Di Twitter, juru bicara Taliban telah secara rutin memberikan kabar terbaru selama pengambilalihan Afghanistan.
Dikutip Semarangku melalui Reuters, Twitter tidak memberikan klarifikasinya terhadap penggunaan platformnya sebagai salah satu media yang digunakan oleh Taliban.
Namun, Twitter mengatakan bahwa mereka tidak mengizinkan kelompok terorisme atau kekerasan terhadap warga sipil.
Kembalinya Taliban telah menimbulkan banyak kekhawatiran akan menindak kebebasan berbicara dan HAM terutama hak perempuan.
Taliban juga memberikan kekhawatiran bahwa Afghanistan akan menjadi ‘surga’ bagi terorisme global.

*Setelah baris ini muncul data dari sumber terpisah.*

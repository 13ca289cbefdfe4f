// Licensed to the Apache Software Foundation (ASF) under one
// or more contributor license agreements.  See the NOTICE file
// distributed with this work for additional information
// regarding copyright ownership.  The ASF licenses this file
// to you under the Apache License, Version 2.0 (the
// "License"); you may not use this file except in compliance
// with the License.  You may obtain a copy of the License at
//
//   http://www.apache.org/licenses/LICENSE-2.0
//
// Unless required by applicable law or agreed to in writing,
// software distributed under the License is distributed on an
// "AS IS" BASIS, WITHOUT WARRANTIES OR CONDITIONS OF ANY
// KIND, either express or implied.  See the License for the
// specific language governing permissions and limitations
// under the License.

//! Key functions extracting the value a predicate tests from a row.
//!
//! Any `Fn(&R) -> V` closure is a [`Key`]. For rows with positional fields
//! (anything implementing [`Row`], CSV records included) this module also
//! builds positional extractors:
//!
//! - [`make_key_functions`] returns [`FieldKey`]s producing [`Value`]s,
//!   optionally converting each column with a [`Conversion`], including
//!   caller-supplied [`Constructor`]s.
//! - [`item_keys`] returns [`ItemKey`]s producing owned copies of the raw
//!   fields, with their static type.
//!
//! # Usage
//!
//! ```rust
//! use drip::key::Conversion;
//! use drip::key::Key;
//! use drip::key::Value;
//! use drip::key::make_key_functions;
//!
//! let row = vec!["2001-01-01", "-6", "ONT"];
//!
//! let raw = make_key_functions(3);
//! assert_eq!(raw[1].extract(&row).unwrap(), Value::from("-6"));
//!
//! let typed = make_key_functions([Conversion::Str, Conversion::Int, Conversion::Str]);
//! assert_eq!(typed[1].extract(&row).unwrap(), Value::Int(-6));
//! ```
//!
//! # Notes
//!
//! - Keys fail lazily: a missing field or a failed conversion is reported when
//!   the key is applied to that row, as
//!   [`ErrorKind::KeyExtraction`](crate::error::ErrorKind::KeyExtraction).

mod value;

pub use self::value::Cell;
pub use self::value::Constructor;
pub use self::value::Conversion;
pub use self::value::Value;

use crate::error::Error;

/// A function from a row to the value a predicate tests.
pub trait Key<R: ?Sized> {
    type Output;

    /// Extracts the key of `row`.
    fn extract(&self, row: &R) -> Result<Self::Output, Error>;
}

impl<R, V, F> Key<R> for F
where
    R: ?Sized,
    F: Fn(&R) -> V,
{
    type Output = V;

    fn extract(&self, row: &R) -> Result<V, Error> {
        Ok(self(row))
    }
}

/// A row whose fields are addressed by position.
pub trait Row {
    type Field: ?Sized;

    /// Returns field `index`, or `None` if the row is too short.
    fn field(&self, index: usize) -> Option<&Self::Field>;

    /// Returns the number of fields in the row.
    fn num_fields(&self) -> usize;
}

impl<F> Row for [F] {
    type Field = F;

    fn field(&self, index: usize) -> Option<&F> {
        self.get(index)
    }

    fn num_fields(&self) -> usize {
        self.len()
    }
}

impl<F> Row for Vec<F> {
    type Field = F;

    fn field(&self, index: usize) -> Option<&F> {
        self.get(index)
    }

    fn num_fields(&self) -> usize {
        self.len()
    }
}

impl<F, const N: usize> Row for [F; N] {
    type Field = F;

    fn field(&self, index: usize) -> Option<&F> {
        self.get(index)
    }

    fn num_fields(&self) -> usize {
        N
    }
}

impl Row for csv::StringRecord {
    type Field = str;

    fn field(&self, index: usize) -> Option<&str> {
        self.get(index)
    }

    fn num_fields(&self) -> usize {
        self.len()
    }
}

fn read_field<R: Row + ?Sized>(row: &R, index: usize) -> Result<&R::Field, Error> {
    row.field(index)
        .ok_or_else(|| Error::field_out_of_range(index, row.num_fields()))
}

/// Positional key reading one field as a [`Value`] and applying a
/// [`Conversion`] to it.
#[derive(Debug, Clone, Copy, PartialEq, Eq, Hash)]
pub struct FieldKey {
    index: usize,
    conversion: Conversion,
}

impl FieldKey {
    /// Creates a key reading field `index` and applying `conversion`.
    pub fn new(index: usize, conversion: Conversion) -> Self {
        FieldKey { index, conversion }
    }

    /// Returns the index of the field this key reads.
    pub fn index(&self) -> usize {
        self.index
    }

    /// Returns the conversion applied to the field.
    pub fn conversion(&self) -> Conversion {
        self.conversion
    }
}

impl<R> Key<R> for FieldKey
where
    R: Row + ?Sized,
    R::Field: Cell,
{
    type Output = Value;

    fn extract(&self, row: &R) -> Result<Value, Error> {
        let field = read_field(row, self.index)?;
        self.conversion.apply(self.index, field.to_value())
    }
}

/// Positional key returning an owned copy of one raw field.
///
/// Unlike [`FieldKey`] the output keeps the field's static type, e.g.
/// `String` for `Vec<String>` rows and for CSV records.
#[derive(Debug, Clone, Copy, PartialEq, Eq, Hash)]
pub struct ItemKey {
    index: usize,
}

impl ItemKey {
    /// Creates a key copying field `index`.
    pub fn new(index: usize) -> Self {
        ItemKey { index }
    }

    /// Returns the index of the field this key reads.
    pub fn index(&self) -> usize {
        self.index
    }
}

impl<R> Key<R> for ItemKey
where
    R: Row + ?Sized,
    R::Field: ToOwned,
{
    type Output = <R::Field as ToOwned>::Owned;

    fn extract(&self, row: &R) -> Result<Self::Output, Error> {
        read_field(row, self.index).map(ToOwned::to_owned)
    }
}

/// What [`make_key_functions`] should build.
#[derive(Debug, Clone, PartialEq, Eq)]
pub enum KeySpec {
    /// Raw extractors for the first `n` fields.
    Count(usize),
    /// One extractor per conversion, for the fields in order.
    Typed(Vec<Conversion>),
}

impl From<usize> for KeySpec {
    fn from(n: usize) -> Self {
        KeySpec::Count(n)
    }
}

impl From<Vec<Conversion>> for KeySpec {
    fn from(conversions: Vec<Conversion>) -> Self {
        KeySpec::Typed(conversions)
    }
}

impl From<&[Conversion]> for KeySpec {
    fn from(conversions: &[Conversion]) -> Self {
        KeySpec::Typed(conversions.to_vec())
    }
}

impl<const N: usize> From<[Conversion; N]> for KeySpec {
    fn from(conversions: [Conversion; N]) -> Self {
        KeySpec::Typed(conversions.to_vec())
    }
}

/// Builds positional key functions.
///
/// A count `n` yields keys for fields `0..n` returning each field as is; a
/// sequence of conversions yields one key per conversion, key `i` reading
/// field `i` and applying conversion `i`.
///
/// # Examples
///
/// ```
/// use drip::key::Conversion;
/// use drip::key::Key;
/// use drip::key::Value;
/// use drip::key::make_key_functions;
///
/// let row = vec![Value::from("42"), Value::from(42)];
/// let keys = make_key_functions([Conversion::Int, Conversion::Str]);
/// assert_eq!(keys[0].extract(&row).unwrap(), Value::Int(42));
/// assert_eq!(keys[1].extract(&row).unwrap(), Value::from("42"));
/// ```
pub fn make_key_functions(spec: impl Into<KeySpec>) -> Vec<FieldKey> {
    match spec.into() {
        KeySpec::Count(n) => (0..n).map(|i| FieldKey::new(i, Conversion::Raw)).collect(),
        KeySpec::Typed(conversions) => conversions
            .into_iter()
            .enumerate()
            .map(|(i, conversion)| FieldKey::new(i, conversion))
            .collect(),
    }
}

/// Builds `n` raw positional keys for fields `0..n`.
///
/// # Examples
///
/// ```
/// use drip::key::Key;
/// use drip::key::item_keys;
///
/// let row = vec!["a".to_string(), "b".to_string()];
/// let keys = item_keys(2);
/// let second: String = keys[1].extract(&row).unwrap();
/// assert_eq!(second, "b");
/// ```
pub fn item_keys(n: usize) -> Vec<ItemKey> {
    (0..n).map(ItemKey::new).collect()
}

Pejabat Taliban pun telah menanggapi kekhawatiran tersebut dan mengatakan bahwa mereka menginginkan hubungan internasional yang damai.
Sementara itu, perusahaan media sosial besar tahun ini telah membuat keputusan penting dalam menangani pemimpin dunia dan kelompok yang berkuasa.
Termasuk mantan Presiden Amerika, Donald Trump yang menghasut kekerasan di sekitar kerusuhan pada 6 Januari dan telah dilarang menggunakan beberapa media sosial besar seperti Twitter.
Tak seperti Facebook dan Whatsapp, Youtube pun tak memberikan tanggapan atas pembatasan maupun larangan terhadap Taliban.
Youtube menunjuk daftar Organisasi Teroris Asing untuk mendefinisikan dan memandu dalam pengklasifikasian teroris yang dimaksud oleh setiap negara.